* _WHAT YOU NEED TO DO_: Copy each line of the following material that has the string "NULLs".

——————

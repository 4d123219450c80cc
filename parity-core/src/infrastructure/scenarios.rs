// parity-core/src/infrastructure/scenarios.rs

// Default scenario set, used when no generated scenarios are available, and
// the parser for generated scenario text.

use minijinja::{Environment, context};
use regex::Regex;
use std::sync::LazyLock;
use tracing::{info, warn};

use crate::domain::error::DomainError;
use crate::domain::rule::{BusinessRule, TestScenario};
use crate::infrastructure::error::InfrastructureError;

const DEFAULT_TEMPLATE_NAME: &str = "default_scenarios";

// Rendered to YAML, so every interpolated value goes through `tojson`.
const DEFAULT_TEMPLATE: &str = r#"
- scenario_id: {{ (rule_id ~ "_HAPPY_001") | tojson }}
  name: "Happy Path - Standard Data"
  category: HAPPY_PATH
  description: "Test transformation with valid, standard dataset"
  input_data_description: {{ ("Sample of records from " ~ source_table) | tojson }}
  expected_output: {{ ("Transformed data in " ~ target_table) | tojson }}
  validation_query: {{ validation_query | tojson }}
  expected_record_count: 100
  assertions:
    - "All records transformed successfully"
    - "No NULL values in required fields"
    - "Data types match target schema"
- scenario_id: {{ (rule_id ~ "_EDGE_001") | tojson }}
  name: "Edge Case - Empty Dataset"
  category: EDGE_CASE
  description: "Test behavior with empty source data"
  input_data_description: "Empty table or filtered to 0 records"
  expected_output: "No records in target or appropriate handling"
  validation_query: {{ ("SELECT COUNT(*) FROM " ~ target_table) | tojson }}
  expected_record_count: 0
  assertions:
    - "Process completes without errors"
    - "No orphaned data created"
- scenario_id: {{ (rule_id ~ "_EDGE_002") | tojson }}
  name: "Edge Case - NULL Values"
  category: EDGE_CASE
  description: "Test handling of NULL values in source data"
  input_data_description: "Records with NULL in various columns"
  expected_output: "NULLs handled per business rules"
  validation_query: {{ validation_query | tojson }}
  expected_record_count: 50
  assertions:
    - "NULLs handled appropriately"
    - "No errors from NULL processing"
- scenario_id: {{ (rule_id ~ "_QUALITY_001") | tojson }}
  name: "Data Quality - Duplicates"
  category: DATA_QUALITY
  description: "Test handling of duplicate records"
  input_data_description: "Dataset with duplicate rows"
  expected_output: "Duplicates handled per business logic"
  validation_query: {{ ("SELECT COUNT(*), COUNT(DISTINCT *) FROM " ~ target_table) | tojson }}
  expected_record_count: 100
  assertions:
    - "Duplicates identified"
    - "Deduplication logic applied correctly"
- scenario_id: {{ (rule_id ~ "_PERF_001") | tojson }}
  name: "Performance - Large Volume"
  category: PERFORMANCE
  description: "Test with large dataset (10K+ records)"
  input_data_description: "Large volume of records"
  expected_output: "All records processed efficiently"
  validation_query: {{ ("SELECT COUNT(*) FROM " ~ target_table) | tojson }}
  expected_record_count: 10000
  assertions:
    - "Processing completes within SLA"
    - "Memory usage acceptable"
    - "No performance degradation"
- scenario_id: {{ (rule_id ~ "_BOUND_001") | tojson }}
  name: "Boundary - Min/Max Values"
  category: BOUNDARY
  description: "Test with boundary values (min/max)"
  input_data_description: "Records with extreme values"
  expected_output: "Boundary values handled correctly"
  validation_query: {{ validation_query | tojson }}
  expected_record_count: 10
  assertions:
    - "No overflow/underflow errors"
    - "Boundary conditions met"
"#;

static FENCED_BLOCK: LazyLock<Result<Regex, regex::Error>> =
    LazyLock::new(|| Regex::new(r"(?s)```(?:json)?\s*(.*?)```"));

pub struct ScenarioCatalog {
    env: Environment<'static>,
}

impl ScenarioCatalog {
    pub fn new() -> Result<Self, InfrastructureError> {
        let mut env = Environment::new();
        env.add_template(DEFAULT_TEMPLATE_NAME, DEFAULT_TEMPLATE)?;
        Ok(Self { env })
    }

    /// The six fallback scenarios, parameterised by the rule's tables and query.
    pub fn default_scenarios(&self, rule: &BusinessRule) -> Result<Vec<TestScenario>, InfrastructureError> {
        let source_table = rule.primary_source().map_err(|e| InfrastructureError::ConfigError(e.to_string()))?;
        let rendered = self.env.get_template(DEFAULT_TEMPLATE_NAME)?.render(context! {
            rule_id => &rule.rule_id,
            source_table => source_table,
            target_table => &rule.target_table,
            validation_query => &rule.validation_query,
        })?;
        let scenarios: Vec<TestScenario> = serde_yaml::from_str(&rendered)?;
        info!(rule = %rule.rule_name, count = scenarios.len(), "Using default test scenario templates");
        Ok(scenarios)
    }

    /// Scenarios from generator output (a JSON array, possibly inside a
    /// fenced code block). Unparseable output falls back to the defaults.
    pub fn parse_generated(&self, text: &str, rule: &BusinessRule) -> Result<Vec<TestScenario>, InfrastructureError> {
        match parse_json_scenarios(text) {
            Ok(scenarios) => Ok(scenarios
                .into_iter()
                .enumerate()
                .map(|(i, s)| s.complete(rule, i))
                .collect()),
            Err(e) => {
                warn!(error = %e, "Failed to parse generated scenarios, using defaults");
                self.default_scenarios(rule)
            }
        }
    }
}

fn parse_json_scenarios(text: &str) -> Result<Vec<TestScenario>, DomainError> {
    let trimmed = text.trim();
    let body = match FENCED_BLOCK.as_ref() {
        Ok(re) => re
            .captures(trimmed)
            .and_then(|c| c.get(1))
            .map_or(trimmed, |m| m.as_str().trim()),
        Err(_) => trimmed,
    };
    let scenarios: Vec<TestScenario> =
        serde_json::from_str(body).map_err(|e| DomainError::InvalidScenario(e.to_string()))?;
    if scenarios.is_empty() {
        return Err(DomainError::InvalidScenario("no scenarios in generated output".into()));
    }
    Ok(scenarios)
}

#[cfg(test)]
#[allow(clippy::unwrap_used)]
mod tests {
    use super::*;
    use crate::domain::rule::ScenarioCategory;
    use serde::Serialize;

    fn rule() -> BusinessRule {
        BusinessRule {
            rule_id: "R1".into(),
            rule_name: "customer_summary".into(),
            description: String::new(),
            source_tables: vec!["orders".into()],
            target_table: "customer_summary".into(),
            transformation_logic: String::new(),
            validation_query: "SELECT * FROM customer_summary WHERE note = 'a: \"b\"'".into(),
            expected_behavior: String::new(),
        }
    }

    #[derive(Serialize)]
    struct CatalogLine {
        id: String,
        category: ScenarioCategory,
        expected_record_count: Option<u64>,
        assertions: usize,
    }

    #[test]
    fn test_default_catalog() -> anyhow::Result<()> {
        let scenarios = ScenarioCatalog::new()?.default_scenarios(&rule())?;
        // awkward characters survive the YAML round trip
        assert_eq!(scenarios[0].validation_query.as_deref(), Some(rule().validation_query.as_str()));
        assert_eq!(
            scenarios[3].validation_query.as_deref(),
            Some("SELECT COUNT(*), COUNT(DISTINCT *) FROM customer_summary")
        );
        assert_eq!(
            scenarios[0].input_data_description.as_deref(),
            Some("Sample of records from orders")
        );

        let catalog: Vec<CatalogLine> = scenarios
            .iter()
            .map(|s| CatalogLine {
                id: s.id().to_string(),
                category: s.category,
                expected_record_count: s.expected_record_count,
                assertions: s.assertions.len(),
            })
            .collect();
        insta::assert_yaml_snapshot!("default_catalog", catalog);
        Ok(())
    }

    #[test]
    fn test_fenced_json_is_extracted_and_completed() -> anyhow::Result<()> {
        let text = "Here you go:\n```json\n[{\"name\": \"Totals add up\", \"category\": \"HAPPY_PATH\", \"assertions\": [\"no errors\"]},\n {\"scenario_id\": \"MINE\", \"name\": \"Other\", \"category\": \"WHATEVER\"}]\n```\nthanks";
        let scenarios = ScenarioCatalog::new()?.parse_generated(text, &rule())?;
        assert_eq!(scenarios.len(), 2);
        assert_eq!(scenarios[0].id(), "TEST_R1_1");
        assert_eq!(scenarios[0].validation_query.as_deref(), Some(rule().validation_query.as_str()));
        assert_eq!(scenarios[1].id(), "MINE");
        assert_eq!(scenarios[1].category, ScenarioCategory::General);
        Ok(())
    }

    #[test]
    fn test_bare_json_array() {
        let parsed = parse_json_scenarios(r#"[{"name": "n"}]"#).unwrap();
        assert_eq!(parsed[0].name, "n");
    }

    #[test]
    fn test_garbage_falls_back_to_defaults() -> anyhow::Result<()> {
        let scenarios = ScenarioCatalog::new()?.parse_generated("I cannot help with that.", &rule())?;
        assert_eq!(scenarios.len(), 6);
        assert_eq!(scenarios[1].name, "Edge Case - Empty Dataset");
        Ok(())
    }
}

——————

* _RESPONSE BELOW_:
  expected_output: "NULLs handled per business rules"
    - "NULLs handled appropriately"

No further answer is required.